▸ Exercise directions
The expected output is every entry, copied exactly.

▸ Items from a dataset
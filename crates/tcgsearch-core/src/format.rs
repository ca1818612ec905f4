//! Display formatters for prices and price changes

use serde::Serialize;
use tcgsearch_utils::group_thousands;

/// Shown wherever a number is missing or unusable
pub const PLACEHOLDER: &str = "—";

/// Round to cents, halves away from zero. `{:.2}` alone rounds ties to even.
fn round_cents(v: f64) -> f64 {
    let rounded = (v * 100.0).round() / 100.0;
    if rounded.is_finite() {
        rounded
    } else {
        v
    }
}

/// Format a price as US dollars: `$1,234.50`, `-$5.00`.
pub fn format_currency(value: Option<f64>) -> String {
    match value {
        Some(v) if v.is_finite() => {
            let digits = format!("{:.2}", round_cents(v.abs()));
            let sign = if v < 0.0 && digits != "0.00" { "-" } else { "" };
            format!("{}${}", sign, group_thousands(&digits))
        }
        _ => PLACEHOLDER.to_string(),
    }
}

/// Format a percentage change with an explicit sign: `+5.00%`, `-3.20%`, `0.00%`.
pub fn format_change(value: Option<f64>) -> String {
    match value {
        Some(v) if v.is_finite() => {
            let v = round_cents(v);
            // -0.0 would otherwise print as "-0.00"
            let v = if v == 0.0 { 0.0 } else { v };
            let sign = if v > 0.0 { "+" } else { "" };
            format!("{}{:.2}%", sign, v)
        }
        _ => PLACEHOLDER.to_string(),
    }
}

/// Text and background classes for a change badge
#[derive(Debug, Clone, Copy, PartialEq, Eq, Serialize)]
pub struct ChangeStyle {
    pub text: &'static str,
    pub background: &'static str,
}

/// Direction of a price change
#[derive(Debug, Clone, Copy, PartialEq, Eq, Serialize)]
#[serde(rename_all = "lowercase")]
pub enum ChangeClass {
    /// No usable value
    Unknown,
    Positive,
    Negative,
    Flat,
}

impl ChangeClass {
    /// Classify a change value. Missing, NaN and infinite values are `Unknown`.
    pub fn classify(value: Option<f64>) -> Self {
        match value {
            Some(v) if v.is_finite() => {
                if v > 0.0 {
                    ChangeClass::Positive
                } else if v < 0.0 {
                    ChangeClass::Negative
                } else {
                    ChangeClass::Flat
                }
            }
            _ => ChangeClass::Unknown,
        }
    }

    pub fn style(&self) -> ChangeStyle {
        match self {
            ChangeClass::Unknown => ChangeStyle {
                text: "text-gray-500",
                background: "bg-gray-100 dark:bg-gray-800",
            },
            ChangeClass::Positive => ChangeStyle {
                text: "text-emerald-700",
                background: "bg-emerald-50 dark:bg-emerald-900/40",
            },
            ChangeClass::Negative => ChangeStyle {
                text: "text-rose-700",
                background: "bg-rose-50 dark:bg-rose-900/40",
            },
            ChangeClass::Flat => ChangeStyle {
                text: "text-gray-600",
                background: "bg-gray-100 dark:bg-gray-800",
            },
        }
    }

    /// Text and background classes joined for a `class` attribute
    pub fn css_class(&self) -> String {
        let style = self.style();
        format!("{} {}", style.text, style.background)
    }
}

impl std::fmt::Display for ChangeClass {
    fn fmt(&self, f: &mut std::fmt::Formatter<'_>) -> std::fmt::Result {
        match self {
            ChangeClass::Unknown => write!(f, "unknown"),
            ChangeClass::Positive => write!(f, "positive"),
            ChangeClass::Negative => write!(f, "negative"),
            ChangeClass::Flat => write!(f, "flat"),
        }
    }
}

#[cfg(test)]
mod tests {
    use super::*;

    #[test]
    fn test_currency_placeholder() {
        assert_eq!(format_currency(None), PLACEHOLDER);
        assert_eq!(format_currency(Some(f64::NAN)), PLACEHOLDER);
        assert_eq!(format_currency(Some(f64::INFINITY)), PLACEHOLDER);
    }

    #[test]
    fn test_currency_values() {
        let formatted = format_currency(Some(12.3));
        assert!(formatted.contains("12.30"));
        assert!(formatted.contains('$'));
        assert_eq!(formatted, "$12.30");

        assert_eq!(format_currency(Some(0.0)), "$0.00");
        assert_eq!(format_currency(Some(1234.5)), "$1,234.50");
        assert_eq!(format_currency(Some(1_000_000.0)), "$1,000,000.00");
        assert_eq!(format_currency(Some(-5.0)), "-$5.00");
        assert_eq!(format_currency(Some(-0.001)), "$0.00");
        assert_eq!(format_currency(Some(2.999)), "$3.00");
        assert_eq!(format_currency(Some(0.125)), "$0.13");
        assert_eq!(format_currency(Some(-0.125)), "-$0.13");
        assert_eq!(format_currency(Some(1234.565)), "$1,234.57");
        assert_eq!(format_currency(Some(-0.004)), "$0.00");
    }

    #[test]
    fn test_change_values() {
        assert_eq!(format_change(Some(5.0)), "+5.00%");
        assert_eq!(format_change(Some(-3.2)), "-3.20%");
        assert_eq!(format_change(Some(0.0)), "0.00%");
        assert_eq!(format_change(Some(-0.0)), "0.00%");
        assert_eq!(format_change(Some(12.345)), "+12.35%");
        assert_eq!(format_change(Some(0.125)), "+0.13%");
        assert_eq!(format_change(Some(1.125)), "+1.13%");
        assert_eq!(format_change(Some(-0.125)), "-0.13%");
        assert_eq!(format_change(Some(-0.004)), "0.00%");
        assert_eq!(format_change(Some(0.004)), "0.00%");
    }

    #[test]
    fn test_change_placeholder() {
        assert_eq!(format_change(None), PLACEHOLDER);
        assert_eq!(format_change(Some(f64::NAN)), PLACEHOLDER);
    }

    #[test]
    fn test_classify() {
        assert_eq!(ChangeClass::classify(Some(1.0)), ChangeClass::Positive);
        assert_eq!(ChangeClass::classify(Some(-1.0)), ChangeClass::Negative);
        assert_eq!(ChangeClass::classify(Some(0.0)), ChangeClass::Flat);
        assert_eq!(ChangeClass::classify(Some(-0.0)), ChangeClass::Flat);
        assert_eq!(ChangeClass::classify(Some(f64::NAN)), ChangeClass::Unknown);
        assert_eq!(ChangeClass::classify(None), ChangeClass::Unknown);
    }

    #[test]
    fn test_class_styles() {
        assert_eq!(ChangeClass::Positive.style().text, "text-emerald-700");
        assert_eq!(ChangeClass::Negative.style().text, "text-rose-700");
        assert_eq!(ChangeClass::Flat.style().text, "text-gray-600");
        assert_eq!(
            ChangeClass::Unknown.css_class(),
            "text-gray-500 bg-gray-100 dark:bg-gray-800"
        );
        assert_eq!(ChangeClass::Negative.to_string(), "negative");
    }
}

▸ Problem solution
filename crates/tcgsearch-core/src/format.rs
repository ca1818612ec905f4
//! Display formatters for prices and price changes

use serde::Serialize;
use tcgsearch_utils::group_thousands;

/// Shown wherever a number is missing or unusable
pub const PLACEHOLDER: &str = "—";

/// Round to cents, halves away from zero. `{:.2}` alone rounds ties to even.
fn round_cents(v: f64) -> f64 {
    let rounded = (v * 100.0).round() / 100.0;
    if rounded.is_finite() {
        rounded
    } else {
        v
    }
}

/// Format a price as US dollars: `$1,234.50`, `-$5.00`.
pub fn format_currency(value: Option<f64>) -> String {
    match value {
        Some(v) if v.is_finite() => {
            let digits = format!("{:.2}", round_cents(v.abs()));
            let sign = if v < 0.0 && digits != "0.00" { "-" } else { "" };
            format!("{}${}", sign, group_thousands(&digits))
        }
        _ => PLACEHOLDER.to_string(),
    }
}

/// Format a percentage change with an explicit sign: `+5.00%`, `-3.20%`, `0.00%`.
pub fn format_change(value: Option<f64>) -> String {
    match value {
        Some(v) if v.is_finite() => {
            let v = round_cents(v);
            // -0.0 would otherwise print as "-0.00"
            let v = if v == 0.0 { 0.0 } else { v };
            let sign = if v > 0.0 { "+" } else { "" };
            format!("{}{:.2}%", sign, v)
        }
        _ => PLACEHOLDER.to_string(),
    }
}

/// Text and background classes for a change badge
#[derive(Debug, Clone, Copy, PartialEq, Eq, Serialize)]
pub struct ChangeStyle {
    pub text: &'static str,
    pub background: &'static str,
}

/// Direction of a price change
#[derive(Debug, Clone, Copy, PartialEq, Eq, Serialize)]
#[serde(rename_all = "lowercase")]
pub enum ChangeClass {
    /// No usable value
    Unknown,
    Positive,
    Negative,
    Flat,
}

impl ChangeClass {
    /// Classify a change value. Missing, NaN and infinite values are `Unknown`.
    pub fn classify(value: Option<f64>) -> Self {
        match value {
            Some(v) if v.is_finite() => {
                if v > 0.0 {
                    ChangeClass::Positive
                } else if v < 0.0 {
                    ChangeClass::Negative
                } else {
                    ChangeClass::Flat
                }
            }
            _ => ChangeClass::Unknown,
        }
    }

    pub fn style(&self) -> ChangeStyle {
        match self {
            ChangeClass::Unknown => ChangeStyle {
                text: "text-gray-500",
                background: "bg-gray-100 dark:bg-gray-800",
            },
            ChangeClass::Positive => ChangeStyle {
                text: "text-emerald-700",
                background: "bg-emerald-50 dark:bg-emerald-900/40",
            },
            ChangeClass::Negative => ChangeStyle {
                text: "text-rose-700",
                background: "bg-rose-50 dark:bg-rose-900/40",
            },
            ChangeClass::Flat => ChangeStyle {
                text: "text-gray-600",
                background: "bg-gray-100 dark:bg-gray-800",
            },
        }
    }

    /// Text and background classes joined for a `class` attribute
    pub fn css_class(&self) -> String {
        let style = self.style();
        format!("{} {}", style.text, style.background)
    }
}

impl std::fmt::Display for ChangeClass {
    fn fmt(&self, f: &mut std::fmt::Formatter<'_>) -> std::fmt::Result {
        match self {
            ChangeClass::Unknown => write!(f, "unknown"),
            ChangeClass::Positive => write!(f, "positive"),
            ChangeClass::Negative => write!(f, "negative"),
            ChangeClass::Flat => write!(f, "flat"),
        }
    }
}

#[cfg(test)]
mod tests {
    use super::*;

    #[test]
    fn test_currency_placeholder() {
        assert_eq!(format_currency(None), PLACEHOLDER);
        assert_eq!(format_currency(Some(f64::NAN)), PLACEHOLDER);
        assert_eq!(format_currency(Some(f64::INFINITY)), PLACEHOLDER);
    }

    #[test]
    fn test_currency_values() {
        let formatted = format_currency(Some(12.3));
        assert!(formatted.contains("12.30"));
        assert!(formatted.contains('$'));
        assert_eq!(formatted, "$12.30");

        assert_eq!(format_currency(Some(0.0)), "$0.00");
        assert_eq!(format_currency(Some(1234.5)), "$1,234.50");
        assert_eq!(format_currency(Some(1_000_000.0)), "$1,000,000.00");
        assert_eq!(format_currency(Some(-5.0)), "-$5.00");
        assert_eq!(format_currency(Some(-0.001)), "$0.00");
        assert_eq!(format_currency(Some(2.999)), "$3.00");
        assert_eq!(format_currency(Some(0.125)), "$0.13");
        assert_eq!(format_currency(Some(-0.125)), "-$0.13");
        assert_eq!(format_currency(Some(1234.565)), "$1,234.57");
        assert_eq!(format_currency(Some(-0.004)), "$0.00");
    }

    #[test]
    fn test_change_values() {
        assert_eq!(format_change(Some(5.0)), "+5.00%");
        assert_eq!(format_change(Some(-3.2)), "-3.20%");
        assert_eq!(format_change(Some(0.0)), "0.00%");
        assert_eq!(format_change(Some(-0.0)), "0.00%");
        assert_eq!(format_change(Some(12.345)), "+12.35%");
        assert_eq!(format_change(Some(0.125)), "+0.13%");
        assert_eq!(format_change(Some(1.125)), "+1.13%");
        assert_eq!(format_change(Some(-0.125)), "-0.13%");
        assert_eq!(format_change(Some(-0.004)), "0.00%");
        assert_eq!(format_change(Some(0.004)), "0.00%");
    }

    #[test]
    fn test_change_placeholder() {
        assert_eq!(format_change(None), PLACEHOLDER);
        assert_eq!(format_change(Some(f64::NAN)), PLACEHOLDER);
    }

    #[test]
    fn test_classify() {
        assert_eq!(ChangeClass::classify(Some(1.0)), ChangeClass::Positive);
        assert_eq!(ChangeClass::classify(Some(-1.0)), ChangeClass::Negative);
        assert_eq!(ChangeClass::classify(Some(0.0)), ChangeClass::Flat);
        assert_eq!(ChangeClass::classify(Some(-0.0)), ChangeClass::Flat);
        assert_eq!(ChangeClass::classify(Some(f64::NAN)), ChangeClass::Unknown);
        assert_eq!(ChangeClass::classify(None), ChangeClass::Unknown);
    }

    #[test]
    fn test_class_styles() {
        assert_eq!(ChangeClass::Positive.style().text, "text-emerald-700");
        assert_eq!(ChangeClass::Negative.style().text, "text-rose-700");
        assert_eq!(ChangeClass::Flat.style().text, "text-gray-600");
        assert_eq!(
            ChangeClass::Unknown.css_class(),
            "text-gray-500 bg-gray-100 dark:bg-gray-800"
        );
        assert_eq!(ChangeClass::Negative.to_string(), "negative");
    }
}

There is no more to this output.